JpGU-AGU Joint Meeting 2017

Presentation information

[EJ] Oral

S (Solid Earth Sciences) » S-SS Seismology

[S-SS12] [EJ] Active faults and paleoseismology

Tue. May 23, 2017 10:45 AM - 12:15 PM A04 (Tokyo Bay Makuhari Hall)

convener:Mamoru Koarai(Earth Science course, College of Science, Ibaraki University), Nobuhiko Sugito(Faculty of Humanity and Environment, Hosei University), Nobuhisa Matsuta(Okayama University Graduate School of Education), Ken-ichi Yasue(Japan Atomic Energy Agency), Chairperson:HISAO KONDO(Geological Survey of Japan, National Institute of Advanced Industrial Science and Technology), Chairperson:Tatsuya Ishiyama(Earthquake Research Institute, University of Tokyo)

11:15 AM - 11:30 AM

[SSS12-15] Thrust-related structural characters of the Morimoto-Togashi Fault revealed by high-resolution shallow seismic reflection profiling

*Tatsuya Ishiyama1, Naoko Kato1, Hiroshi Sato1, Shigeru Toda (1.Earthquake Research Institute, University of Tokyo)

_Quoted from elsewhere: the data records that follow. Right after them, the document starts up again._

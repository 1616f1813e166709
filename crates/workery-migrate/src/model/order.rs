use bson::oid::ObjectId;
use bson::DateTime;
use serde::{Deserialize, Serialize};

use super::{entity, Associate, Audit, Comment, Customer, Gender, Phone, SkillSet, Status, Tag};

/// Work order lifecycle state as observed at migration time.
///
/// `completed_and_unpaid` and `completed_but_unpaid` are the same state;
/// documents always carry the latter.
#[derive(Debug, Clone, Copy, PartialEq, Eq, Serialize, Deserialize)]
#[serde(rename_all = "snake_case")]
pub enum OrderStatus {
    New,
    Declined,
    Pending,
    Cancelled,
    Ongoing,
    InProgress,
    #[serde(alias = "completed_and_unpaid")]
    CompletedButUnpaid,
    CompletedAndPaid,
    Archived,
}

impl OrderStatus {
    /// Map a legacy state label. Unknown or missing labels become `Archived`.
    pub fn from_label(label: Option<&str>) -> Self {
        match label.map(str::trim) {
            Some("new") => OrderStatus::New,
            Some("declined") => OrderStatus::Declined,
            Some("pending") => OrderStatus::Pending,
            Some("cancelled") => OrderStatus::Cancelled,
            Some("ongoing") => OrderStatus::Ongoing,
            Some("in_progress") => OrderStatus::InProgress,
            Some("completed_and_unpaid") | Some("completed_but_unpaid") => {
                OrderStatus::CompletedButUnpaid
            }
            Some("completed_and_paid") => OrderStatus::CompletedAndPaid,
            Some("archived") => OrderStatus::Archived,
            _ => OrderStatus::Archived,
        }
    }

    pub fn is_terminal(self) -> bool {
        matches!(self, OrderStatus::Archived | OrderStatus::CompletedAndPaid)
    }
}

/// Copy of a customer or associate as it looked when the order was migrated.
#[derive(Debug, Clone, PartialEq, Serialize, Deserialize)]
pub struct PartySnapshot {
    pub id: ObjectId,
    pub name: String,
    pub lexical_name: String,
    pub gender: Option<Gender>,
    pub birthdate: Option<DateTime>,
    pub email: String,
    pub phone: Option<Phone>,
    pub other_phone: Option<Phone>,
    pub full_address: String,
    pub full_address_url: String,
    pub tags: Vec<Tag>,
}

impl From<&Customer> for PartySnapshot {
    fn from(c: &Customer) -> Self {
        Self {
            id: c.id,
            name: c.name.clone(),
            lexical_name: c.lexical_name.clone(),
            gender: c.gender.clone(),
            birthdate: c.birthdate,
            email: c.email.clone(),
            phone: c.phone.clone(),
            other_phone: c.other_phone.clone(),
            full_address: c.address.full_address_without_postal_code.clone(),
            full_address_url: c.address.full_address_url.clone(),
            tags: c.tags.clone(),
        }
    }
}

impl From<&Associate> for PartySnapshot {
    fn from(a: &Associate) -> Self {
        Self {
            id: a.id,
            name: a.name.clone(),
            lexical_name: a.lexical_name.clone(),
            gender: a.gender.clone(),
            birthdate: a.birthdate,
            email: a.email.clone(),
            phone: a.phone.clone(),
            other_phone: a.other_phone.clone(),
            full_address: a.address.full_address_without_postal_code.clone(),
            full_address_url: a.address.full_address_url.clone(),
            tags: a.tags.clone(),
        }
    }
}

#[derive(Debug, Clone, PartialEq, Serialize, Deserialize)]
pub struct OrderInvoice {
    pub id: ObjectId,
    pub public_id: i64,
    pub invoice_id: String,
    pub invoice_date: Option<DateTime>,
    pub associate_name: String,
    pub associate_telephone: String,
    pub client_name: String,
    pub client_address: String,
    pub client_telephone: String,
    pub client_email: String,
    pub sub_total_amount: f64,
    pub tax_amount: f64,
    pub total_amount: f64,
    pub deposit_amount: f64,
    pub amount_due: f64,
    pub payment_amount: f64,
    pub payment_date: Option<DateTime>,
    pub is_cash: bool,
    pub is_cheque: bool,
    pub is_debit: bool,
    pub is_credit: bool,
    pub is_other: bool,
    pub client_signature: String,
    pub associate_sign_date: Option<DateTime>,
    pub associate_signature: String,
    pub audit: Audit,
}

#[derive(Debug, Clone, PartialEq, Serialize, Deserialize)]
pub struct OrderDeposit {
    pub id: ObjectId,
    pub public_id: i64,
    pub paid_at: Option<DateTime>,
    pub deposit_method: i64,
    pub paid_to: i64,
    pub paid_for: i64,
    pub amount: f64,
    pub status: Status,
    pub audit: Audit,
}

#[derive(Debug, Clone, PartialEq, Serialize, Deserialize)]
pub struct Order {
    #[serde(rename = "_id")]
    pub id: ObjectId,
    pub tenant_id: ObjectId,
    pub public_id: i64,
    pub customer_id: ObjectId,
    pub customer: PartySnapshot,
    pub associate_id: ObjectId,
    pub associate: Option<PartySnapshot>,
    pub description: String,
    pub assignment_date: Option<DateTime>,
    pub is_ongoing: bool,
    pub is_home_support_service: bool,
    pub start_date: Option<DateTime>,
    pub completion_date: Option<DateTime>,
    pub hours: f64,
    #[serde(rename = "type")]
    pub type_of: i64,
    pub status: OrderStatus,
    pub closing_reason: i64,
    pub closing_reason_other: String,
    pub visits: i64,
    pub invoice_date: Option<DateTime>,
    pub invoice_quote_amount: f64,
    pub invoice_labour_amount: f64,
    pub invoice_material_amount: f64,
    pub invoice_tax_amount: f64,
    pub invoice_total_amount: f64,
    pub invoice_service_fee_amount: f64,
    pub invoice_service_fee_payment_date: Option<DateTime>,
    pub invoice_actual_service_fee_amount_paid: f64,
    pub invoice_balance_owing_amount: f64,
    pub invoice_service_fee_id: ObjectId,
    pub invoice_service_fee_name: String,
    pub invoice_service_fee_percentage: f64,
    pub latest_pending_task_id: ObjectId,
    pub latest_pending_task_title: String,
    pub latest_pending_task_description: String,
    pub latest_pending_task_due_date: Option<DateTime>,
    pub latest_pending_task_type: i64,
    pub tags: Vec<Tag>,
    pub skill_sets: Vec<SkillSet>,
    pub comments: Vec<Comment>,
    pub deposits: Vec<OrderDeposit>,
    pub invoices: Vec<OrderInvoice>,
    pub audit: Audit,
}

entity!(Order, "orders", "Order", CACHED = true);

#[derive(Debug, Clone, PartialEq, Serialize, Deserialize)]
pub struct TaskItem {
    #[serde(rename = "_id")]
    pub id: ObjectId,
    pub tenant_id: ObjectId,
    pub public_id: i64,
    pub order_id: ObjectId,
    #[serde(rename = "type")]
    pub type_of: i64,
    pub title: String,
    pub description: String,
    pub due_date: Option<DateTime>,
    pub is_closed: bool,
    pub was_postponed: bool,
    pub closing_reason: i64,
    pub closing_reason_other: String,
    pub status: Status,
    pub customer_id: ObjectId,
    pub customer: PartySnapshot,
    pub associate_id: ObjectId,
    pub associate: Option<PartySnapshot>,
    pub order_tags: Vec<Tag>,
    pub order_skill_sets: Vec<SkillSet>,
    pub invoice_service_fee_id: ObjectId,
    pub invoice_service_fee_name: String,
    pub invoice_service_fee_percentage: f64,
    pub audit: Audit,
}

entity!(TaskItem, "task_items", "TaskItem");

#[derive(Debug, Clone, Copy, PartialEq, Eq, Serialize, Deserialize)]
#[serde(rename_all = "snake_case")]
pub enum ActivitySheetStatus {
    Accepted,
    Declined,
    Pending,
}

impl ActivitySheetStatus {
    /// Unknown or missing labels are treated as still pending.
    pub fn from_label(label: Option<&str>) -> Self {
        match label.map(str::trim) {
            Some("accepted") => ActivitySheetStatus::Accepted,
            Some("declined") => ActivitySheetStatus::Declined,
            _ => ActivitySheetStatus::Pending,
        }
    }
}

#[derive(Debug, Clone, PartialEq, Serialize, Deserialize)]
pub struct ActivitySheet {
    #[serde(rename = "_id")]
    pub id: ObjectId,
    pub tenant_id: ObjectId,
    pub public_id: i64,
    pub order_id: ObjectId,
    pub associate_id: ObjectId,
    pub associate_name: String,
    pub comment: String,
    pub status: ActivitySheetStatus,
    pub audit: Audit,
}

entity!(ActivitySheet, "activity_sheets", "ActivitySheet");

#[cfg(test)]
mod tests {
    use super::*;

    #[test]
    fn test_order_status_labels() {
        let cases = [
            ("new", OrderStatus::New),
            ("declined", OrderStatus::Declined),
            ("pending", OrderStatus::Pending),
            ("cancelled", OrderStatus::Cancelled),
            ("ongoing", OrderStatus::Ongoing),
            ("in_progress", OrderStatus::InProgress),
            ("completed_and_unpaid", OrderStatus::CompletedButUnpaid),
            ("completed_but_unpaid", OrderStatus::CompletedButUnpaid),
            ("completed_and_paid", OrderStatus::CompletedAndPaid),
            ("archived", OrderStatus::Archived),
        ];
        for (label, expected) in cases {
            assert_eq!(OrderStatus::from_label(Some(label)), expected, "{}", label);
        }
    }

    #[test]
    fn test_unknown_order_state_is_archived() {
        assert_eq!(
            OrderStatus::from_label(Some("frobnicated")),
            OrderStatus::Archived
        );
        assert_eq!(OrderStatus::from_label(None), OrderStatus::Archived);
        assert!(OrderStatus::Archived.is_terminal());
        assert!(!OrderStatus::New.is_terminal());
    }

    #[test]
    fn test_completed_and_unpaid_reads_back() {
        let doc = bson::doc! { "status": "completed_and_unpaid" };
        #[derive(Deserialize)]
        struct Probe {
            status: OrderStatus,
        }
        let probe: Probe = bson::from_document(doc).unwrap();
        assert_eq!(probe.status, OrderStatus::CompletedButUnpaid);
    }
}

Keywords:seismic reflection profile, Sea of Japan

We collected ca. 7.3 km long, onshore high-resolution two dimensional (2D) seismic reflection and refraction data across the Morimoto-Togashi Fault, active thrust fault within a failed rift system in the Sea of Japan. The processing of the seismic reflection data underpinned by shallow P-wave velocity structures determined from refraction travel time tomography illuminates the detailed subsurface structure to depth of ca. 3 km. The preliminary interpreted depth-converted section correlated with nearby Neogene stratigraphy indicates moderately east-dipping thrust fault plane overlain by monocline comprised by Plesitocene to Pliocene sedimentary units. We will mainly discuss (1) the shallow structural characteristics of the active thrust based on our interpretation of the 2D seismic data in combination with the Neogene stratigraphy, (2) fault activity based on growth architecture and fold scarp morphology, and (3) and implications for regional tectonic setting especially associated with reactivation of the failed rift zone. In any case this example successfully shows high-resolution 2D seismic reflection imaging with dense and numerous seismic recorders to be a useful tool in defining otherwise inaccessible active blind faults and their recent fault activity.